Jabil lost $360 million on September 25
Jabil stock (JBL) fell 7.3% on September 25 and closed trading at $27.90 per share. Jabil lost ~$360 million in market value on the day. The stock is currently trading 18.0% above its 52-week low of $23.70 and 12.0% below its 52-week high of $31.77. The stock decline has wiped out some of Jabil’s gains this year. The stock is up 7.2% in 2018.
No room for margin expansion
Jabil’s CEO, Mark Mondello, has announced that it will be difficult for the company to improve margins between fiscal 2019 and 2021. Mondello stated, “We assume that from fiscal 2019 to fiscal 2021, we’ll get no expansion, no leverage of margin.” Jabil aims to increase spending to achieve revenue growth, which will likely pressure profit margins.
The company has also been impacted by the trade war between China (FXI) and the United States.
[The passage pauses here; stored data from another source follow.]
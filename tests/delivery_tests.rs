
use image::GenericImageView;
use reqwest::{header, StatusCode};
use test_utils::TestApp;

impl TestApp {
    async fn optimized(&self, filename: &str, query: &str, accept: Option<&str>) -> reqwest::Response {
        let mut request = self
            .client
            .get(self.url(&format!("/api/v1/images/{}/optimized?{}", filename, query)));
        if let Some(accept) = accept {
            request = request.header(header::ACCEPT, accept);
        }
        request.send().await.unwrap()
    }
}

fn content_type(response: &reqwest::Response) -> String {
    response
        .headers()
        .get(header::CONTENT_TYPE)
        .and_then(|v| v.to_str().ok())
        .unwrap_or_default()
        .to_string()
}

#[actix_rt::test]
async fn medium_variant_is_served_as_webp_when_accepted() {
    let app = TestApp::spawn().await;
    let filename = app.upload_jpeg(2000, 1500).await;

    let response = app
        .optimized(&filename, "size=medium", Some("image/avif,image/webp,*/*;q=0.8"))
        .await;
    assert_eq!(response.status(), StatusCode::OK);
    assert_eq!(content_type(&response), "image/webp");

    let bytes = response.bytes().await.unwrap();
    let decoded = image::load_from_memory(&bytes).unwrap();
    assert_eq!(decoded.dimensions(), (800, 600));
}

#[actix_rt::test]
async fn jpeg_is_served_without_webp_support() {
    let app = TestApp::spawn().await;
    let filename = app.upload_jpeg(2000, 1500).await;

    let response = app.optimized(&filename, "size=small", Some("image/*")).await;
    assert_eq!(response.status(), StatusCode::OK);
    assert_eq!(content_type(&response), "image/jpeg");

    let bytes = response.bytes().await.unwrap();
    let decoded = image::load_from_memory(&bytes).unwrap();
    assert_eq!(decoded.dimensions(), (400, 300));

    let response = app
        .optimized(&filename, "size=thumbnail&format=jpeg", Some("image/webp"))
        .await;
    assert_eq!(content_type(&response), "image/jpeg");
}

#[actix_rt::test]
async fn responses_carry_cache_validators() {
    let app = TestApp::spawn().await;
    let filename = app.upload_jpeg(300, 200).await;

    let response = app.optimized(&filename, "size=thumbnail", None).await;
    assert_eq!(response.status(), StatusCode::OK);

    let headers = response.headers();
    assert_eq!(headers[header::CACHE_CONTROL], "public, max-age=31536000");
    assert_eq!(headers[header::VARY], "Accept");
    let etag = headers[header::ETAG].to_str().unwrap().to_string();
    assert!(etag.starts_with('"'));

    let response = app
        .client
        .get(app.url(&format!("/api/v1/images/{}/optimized?size=thumbnail", filename)))
        .header(header::IF_NONE_MATCH, &etag)
        .send()
        .await
        .unwrap();
    assert_eq!(response.status(), StatusCode::NOT_MODIFIED);
    assert_eq!(response.headers()[header::ETAG], etag.as_str());
}

#[actix_rt::test]
async fn small_sources_are_never_upscaled() {
    let app = TestApp::spawn().await;
    let filename = app.upload_jpeg(100, 80).await;

    let response = app.optimized(&filename, "size=large&format=jpeg", None).await;
    assert_eq!(response.status(), StatusCode::OK);

    let bytes = response.bytes().await.unwrap();
    let (width, height) = image::load_from_memory(&bytes).unwrap().dimensions();
    assert!(width <= 100 && height <= 80, "{width}x{height}");
}

#[actix_rt::test]
async fn missing_variant_falls_back_to_original() {
    let app = TestApp::spawn().await;
    let filename = app.upload_jpeg(640, 480).await;

    let stem = filename.trim_end_matches(".jpg");
    let variant = app
        .upload_dir
        .path()
        .join("processed")
        .join(format!("{}-medium.webp", stem));
    std::fs::remove_file(&variant).unwrap();

    let response = app.optimized(&filename, "size=medium&format=webp", None).await;
    assert_eq!(response.status(), StatusCode::OK);
    assert_eq!(content_type(&response), "image/jpeg");

    let bytes = response.bytes().await.unwrap();
    let decoded = image::load_from_memory(&bytes).unwrap();
    assert_eq!(decoded.dimensions(), (640, 480));
}

#[actix_rt::test]
async fn invalid_size_or_format_is_rejected() {
    let app = TestApp::spawn().await;
    let filename = app.upload_jpeg(64, 64).await;

    let response = app.optimized(&filename, "size=huge", None).await;
    assert_eq!(response.status(), StatusCode::BAD_REQUEST);
    let body: serde_json::Value = response.json().await.unwrap();
    assert_eq!(body["error"], "INVALID_INPUT");

    let response = app.optimized(&filename, "format=gif", None).await;
    assert_eq!(response.status(), StatusCode::BAD_REQUEST);

    let response = app.optimized("image-1-123456789.jpg", "size=small", None).await;
    assert_eq!(response.status(), StatusCode::NOT_FOUND);
}

#[actix_rt::test]
async fn originals_are_served_from_the_public_path() {
    let app = TestApp::spawn().await;
    let filename = app.upload_jpeg(120, 90).await;

    let response = app
        .client
        .get(app.url(&format!("/uploads/images/{}", filename)))
        .send()
        .await
        .unwrap();
    assert_eq!(response.status(), StatusCode::OK);
    assert_eq!(content_type(&response), "image/jpeg");
    assert!(response.headers().contains_key(header::ETAG));
    assert!(!response.headers().contains_key(header::VARY));

    let on_disk = std::fs::read(app.upload_dir.path().join("images").join(&filename)).unwrap();
    assert_eq!(response.bytes().await.unwrap().as_ref(), on_disk.as_slice());

    let response = app
        .client
        .get(app.url("/uploads/images/image-1-123456789.jpg"))
        .send()
        .await
        .unwrap();
    assert_eq!(response.status(), StatusCode::NOT_FOUND);

    let response = app
        .client
        .get(app.url(&format!("/uploads/videos/{}", filename)))
        .send()
        .await
        .unwrap();
    assert_eq!(response.status(), StatusCode::NOT_FOUND);
}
Similar to other manufacturers, Jabil produces components in China and sells them in domestic markets. Last year, revenue from China accounted for 21% of total revenue. Analysts expect Jabil’s revenue to rise 14% to $21.76 billion in fiscal 2018 and 4.2% to $22.63 billion in 2019.
Of the 13 analysts covering Jabil, five recommend a “buy,” six recommend a “hold,” and two recommend a “sell.” The average 12-month price target estimate is $32.56, indicating that the stock is trading at a 17.0% discount to its average estimates.